Please God, Find Me a Husband! by Simone Lia – review

Simone Lia's neat and expressive drawings tell the tale of her divine quest for love with humour and sincerity, writes Rachel Cooke
  
  

Please God, Find Me a Husband! by Simone Lia.
Please God, Find Me a Husband! by Simone Lia. Photograph: Simone Lia Photograph: Simone Lia

Simone Lia's new memoir-come-philosophical investigation is a singular piece of work, and it won't be to everyone's taste. In particular, I would hazard caution if you're thinking of buying it as a present. No single woman I can think of, be she ever-so-happy or ever-so-desperate, is going to want to be given a book called Please God, Find Me a Husband!. Then again, all your smart aleck, Dawkins-loving new atheist friends are going to despise it too, because the deity of the title is not just another example of everyday blasphemy but central to the story. Lia is a Catholic – a devout one: the kind who goes to confession and has nuns for friends – and when she asks God to find her a husband, she really means it. Standing in the middle of Leicester Square, having recently been dumped by email, she looks up at the sky and says: "To cut to the chase, God, I'm going to be 34 in two weeks' time and if you want me to marry someone you're going to need to get a bit of a move on." Does he reply? Not exactly. But she experiences, as people sometimes do, a kind of epiphany. She decides to go on an adventure with God.

How Lia pulls off what happens next without ever seeming a) repulsively pious or b) stark staring mad, I do not know. It's partly her tone, which is inquiring and funny, but never hectoring; and partly it's her drawings, so heart-stoppingly neat and expressive. Mostly, though, I think it's down to the disarming feeling that creeps over you as her sincerity (not such a rare thing in comics as in some other realms, but still pretty rare these days) quietly hits home. Lia is a knowing artist – flirting with a riding instructor in the Australian outback, her self-portrait transmutes into a luscious drawing of Penélope Cruz – but she has a vulnerable innocence that puts you firmly on her side.
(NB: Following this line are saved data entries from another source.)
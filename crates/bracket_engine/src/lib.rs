//! # Bracket Engine
//!
//! A small real-time simulation runtime. Entities carry components and an
//! optional rigid body; the engine advances them with two independent
//! clocks, a variable-rate presentation clock and a fixed-rate physics clock,
//! and keeps every entity transform in step with its body.
//!
//! ## Features
//!
//! - **Components**: lifecycle hooks with no-op defaults and an explicit
//!   [`ecs::Context`]
//! - **Physics**: boxes and spheres, impulse contacts, layered raycasts
//! - **Assets**: OBJ and glTF meshes, PNG textures, background loading
//! - **Rendering interface**: per-frame snapshots handed to a pluggable backend
//!
//! ## Quick Start
//!
//! ```rust,no_run
//! use bracket_engine::prelude::*;
//!
//! struct MyApp;
//!
//! impl Application for MyApp {
//!     fn initialize(&mut self, engine: &mut Engine) -> Result<(), AppError> {
//!         engine.set_camera(Camera::default());
//!         engine.add_game_object(Entity::named("cube").with_position(Vec3::new(0.0, 5.0, 0.0)));
//!         Ok(())
//!     }
//!
//!     fn update(&mut self, _engine: &mut Engine, _delta_time: f32) -> Result<(), AppError> {
//!         Ok(())
//!     }
//!
//!     fn cleanup(&mut self, _engine: &mut Engine) {}
//! }
//!
//! fn main() -> Result<(), Box<dyn std::error::Error>> {
//!     let mut engine = Engine::new(EngineConfig::default())?;
//!     engine.run(&mut MyApp)?;
//!     Ok(())
//! }
//! ```

#![allow(clippy::module_name_repetitions, clippy::similar_names, clippy::too_many_arguments)]

pub mod assets;
pub mod audio;
pub mod config;
pub mod ecs;
pub mod foundation;
pub mod input;
pub mod physics;
pub mod render;
pub mod ui;

mod application;
mod engine;

pub use application::{AppError, AppEvent, Application};
pub use engine::{Engine, EngineError};

/// Common imports for engine users
pub mod prelude {
    pub use crate::{
        assets::{AssetError, ResourceLoader, Texture},
        config::{Config, EngineConfig},
        ecs::{
            Component, ComponentError, ComponentId, ComponentKind, Context, Cooldown, Entity, EntityId,
            MeshComponent, TimerTag, Transform,
        },
        foundation::{
            math::{Quat, Vec3},
            time::{ManualClock, SystemClock, TimeSource},
        },
        input::{InputManager, KeyCode, MouseButton},
        physics::{BodyDesc, BodyShape, CollisionLayers, PhysicsMaterial, RayFilter, RaycastResult},
        render::{Camera, Material, MeshData, RecordingRenderer},
        AppError, AppEvent, Application, Engine, EngineError,
    };
}
//! Mouse look shared by the camera and player controls

use bracket_engine::foundation::math::constants::DEG_TO_RAD;
use bracket_engine::prelude::*;

/// Accumulated yaw/pitch driven by relative mouse motion
#[derive(Debug, Clone, Copy, PartialEq)]
pub struct MouseLook {
    /// Radians per unit of mouse motion per second
    pub sensitivity: f32,
    /// Rotation about the world Y axis
    pub yaw: f32,
    /// Rotation about the local X axis, clamped to straight up/down
    pub pitch: f32,
}

impl MouseLook {
    /// Start looking down -Z
    pub fn new(sensitivity: f32) -> Self {
        Self {
            sensitivity,
            yaw: 0.0,
            pitch: 0.0,
        }
    }

    /// Feed this frame's mouse motion; returns the new orientation if the
    /// mouse moved
    pub fn apply(&mut self, input: &InputManager, dt: f32) -> Option<Quat> {
        if !input.mouse_moved() {
            return None;
        }
        let (dx, dy) = input.mouse_delta();
        let scale = self.sensitivity * dt;
        self.yaw -= dx * scale;
        self.pitch = (self.pitch - dy * scale).clamp(-90.0 * DEG_TO_RAD, 90.0 * DEG_TO_RAD);
        Some(self.orientation())
    }

    /// Yaw then pitch
    pub fn orientation(&self) -> Quat {
        Quat::from_axis_angle(&Vec3::y_axis(), self.yaw) * Quat::from_axis_angle(&Vec3::x_axis(), self.pitch)
    }
}

#[cfg(test)]
mod tests {
    use super::*;
    use approx::assert_relative_eq;

    #[test]
    fn test_still_mouse_keeps_orientation() {
        let mut look = MouseLook::new(1.0);
        assert!(look.apply(&InputManager::new(), 0.016).is_none());
    }

    #[test]
    fn test_pitch_is_clamped() {
        let mut input = InputManager::new();
        input.handle_mouse_motion(0.0, -10_000.0);
        let mut look = MouseLook::new(1.0);
        look.apply(&input, 1.0);
        assert_relative_eq!(look.pitch, std::f32::consts::FRAC_PI_2);
    }

    #[test]
    fn test_moving_right_turns_right() {
        let mut input = InputManager::new();
        input.handle_mouse_motion(10.0, 0.0);
        let mut look = MouseLook::new(0.1);
        let q = look.apply(&input, 1.0).unwrap();
        let forward = q * Vec3::new(0.0, 0.0, -1.0);
        assert!(forward.x > 0.0);
    }
}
And what of her "adventure"? Well, she spends a fortnight in a nunnery, where she takes comfort in routine and quiet, and then she takes a trip to Oz in search of a hermit and a hunk (naturally, she tells her nun advisers only of her desire to find the former). Nothing dramatic happens, though she does get to play Operation – yes, I do mean the battery-operated game – with Jesus (and even the son of God, it seems, struggles when it comes to extracting the tricky spare rib). I must not reveal, here, whether her travels result in the bagging of a husband. But I will say that this is a brave and beautiful book, and Lia is lucky to have a publisher who, though he must secretly have longed for another volume of Fluffy (her 2007 hit about a talking bunny and the neurotic man it takes for its father), has allowed her so intimately to follow her heart.